The companies are in the process of drilling their first well, Icewine No. 1, from the Franklin Bluffs gravel pad adjacent to the Dalton Highway. The well, spud Oct. 22, is planned to a total depth of 11,600 feet with a primary objective in the HRZ shale formation. Basinski said the well was at about 8,000 feet, that they were having some mechanical difficulties but hoped to resume drilling soon.
Conoco fills in NPR-A acreage The six tracts on which ConocoPhillips bid in the NPR-A sale appeared to be fill-in around the Greater Mooses Tooth and Bear Tooth units. On the day of the sale ConocoPhillips announced that it is moving ahead with development of Greater Mooses Tooth 1 (see story on page 1).
Tract H-165, which received the highest total and per-acre bid, is west of and adjacent to Greater Mooses Tooth and south of Bear Tooth. ConocoPhillips bid $199,706 for that tract, $31.90 an acre. ConocoPhillips also bid on the tract south of H-165, which is on the western edge of Greater Mooses Tooth.
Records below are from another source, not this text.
use chrono::{DateTime, Utc};
use serde::{Deserialize, Serialize};
use sqlx::prelude::FromRow;
use utoipa::{IntoParams, ToSchema};
use uuid::Uuid;

/// Metadata of an uploaded file. The binary blob is only loaded for
/// downloads, never for listings.
#[derive(Debug, Serialize, FromRow, ToSchema)]
pub struct DocumentInfo {
    pub id: Uuid,
    pub user_id: Uuid,
    pub class_subject_id: Uuid,
    pub lesson_id: Option<Uuid>,
    pub filename: String,
    pub content_type: String,
    pub size: i64,
    pub created_at: DateTime<Utc>,
}

#[derive(Debug, FromRow)]
pub struct DocumentBlob {
    pub filename: String,
    pub content_type: String,
    pub content: Vec<u8>,
}

#[derive(Debug, Deserialize, IntoParams)]
pub struct DocumentQueryParams {
    pub class_subject_id: Option<Uuid>,
    pub lesson_id: Option<Uuid>,
}
use chrono::{DateTime, Utc};
use serde::{Deserialize, Serialize};
use sqlx::prelude::FromRow;
use utoipa::ToSchema;
use uuid::Uuid;

#[derive(Debug, Serialize, Deserialize, FromRow, ToSchema)]
pub struct Notification {
    pub id: Uuid,
    pub user_id: Uuid,
    pub r#type: String,
    pub title: String,
    pub message: String,
    pub class_name: String,
    pub from_user_name: String,
    pub is_read: bool,
    pub created_at: DateTime<Utc>,
}

#[derive(Debug, Serialize, ToSchema)]
pub struct UnreadCountResponse {
    pub count: i64,
}
use axum::{Router, routing::post};

use crate::state::AppState;

use super::controller::{get_workplan, save_workplan_bulk, save_workplan_entry};

pub fn init_workplan_router() -> Router<AppState> {
    Router::new()
        .route(
            "/{class_subject_id}",
            post(save_workplan_entry).get(get_workplan),
        )
        .route("/{class_subject_id}/bulk", post(save_workplan_bulk))
}
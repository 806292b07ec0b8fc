use std::env;

/// Single shared invitation code gating registration.
#[derive(Clone, Debug)]
pub struct InvitationConfig {
    pub code: String,
}

impl InvitationConfig {
    pub fn from_env() -> Self {
        Self {
            code: env::var("INVITATION_CODE").unwrap_or_else(|_| "LASP2026".to_string()),
        }
    }
}
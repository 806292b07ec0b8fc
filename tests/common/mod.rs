use planed::utils::password::hash_password;
#[allow(unused_imports)]
use sqlx::{PgPool, Postgres, Transaction};
use uuid::Uuid;

#[allow(dead_code)]
pub struct TestUser {
    pub id: Uuid,
    pub email: String,
    pub password: String,
    pub name: String,
}

/// Generate a unique email address for test isolation.
pub fn generate_unique_email() -> String {
    format!("test-{}@planed.test", Uuid::new_v4())
}

/// Insert a user directly, bypassing the registration endpoint.
#[allow(dead_code)]
pub async fn create_test_user(
    tx: &mut Transaction<'_, Postgres>,
    email: &str,
    password: &str,
) -> TestUser {
    let hashed = hash_password(password).unwrap();

    let id = sqlx::query_scalar::<_, Uuid>(
        "INSERT INTO users (email, password, name) VALUES ($1, $2, $3) RETURNING id",
    )
    .bind(email)
    .bind(&hashed)
    .bind("Test Lehrkraft")
    .fetch_one(&mut **tx)
    .await
    .unwrap();

    TestUser {
        id,
        email: email.to_string(),
        password: password.to_string(),
        name: "Test Lehrkraft".to_string(),
    }
}
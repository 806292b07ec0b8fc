use std::env;

/// Keys for third-party services. A missing key never prevents startup;
/// the endpoints depending on it degrade individually.
#[derive(Clone, Debug)]
pub struct ExternalApiConfig {
    pub openai_api_key: Option<String>,
    pub openai_model: String,
    pub youtube_api_key: Option<String>,
    /// Base URL the frontend is served from, used to build share links.
    pub frontend_url: String,
}

impl ExternalApiConfig {
    pub fn from_env() -> Self {
        Self {
            openai_api_key: env::var("OPENAI_API_KEY").ok().filter(|k| !k.is_empty()),
            openai_model: env::var("OPENAI_MODEL").unwrap_or_else(|_| "gpt-4o-mini".to_string()),
            youtube_api_key: env::var("YOUTUBE_API_KEY").ok().filter(|k| !k.is_empty()),
            frontend_url: env::var("FRONTEND_URL")
                .unwrap_or_else(|_| "http://localhost:3000".to_string()),
        }
    }
}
The farthest north tract on which ConocoPhillips bid is at the northeast corner of the Bear Tooth unit.
The other three tracts are between Greater Mooses tooth and existing acreage the company holds west of the Colville River.
BLM Alaska Associate State Director Ted Murphy noted after the sale that the state receives 50 percent of the NPR-A lease sale, $394,340.
—A copyrighted oil and gas lease map from Mapmakers Alaska was a research tool used in preparing this story.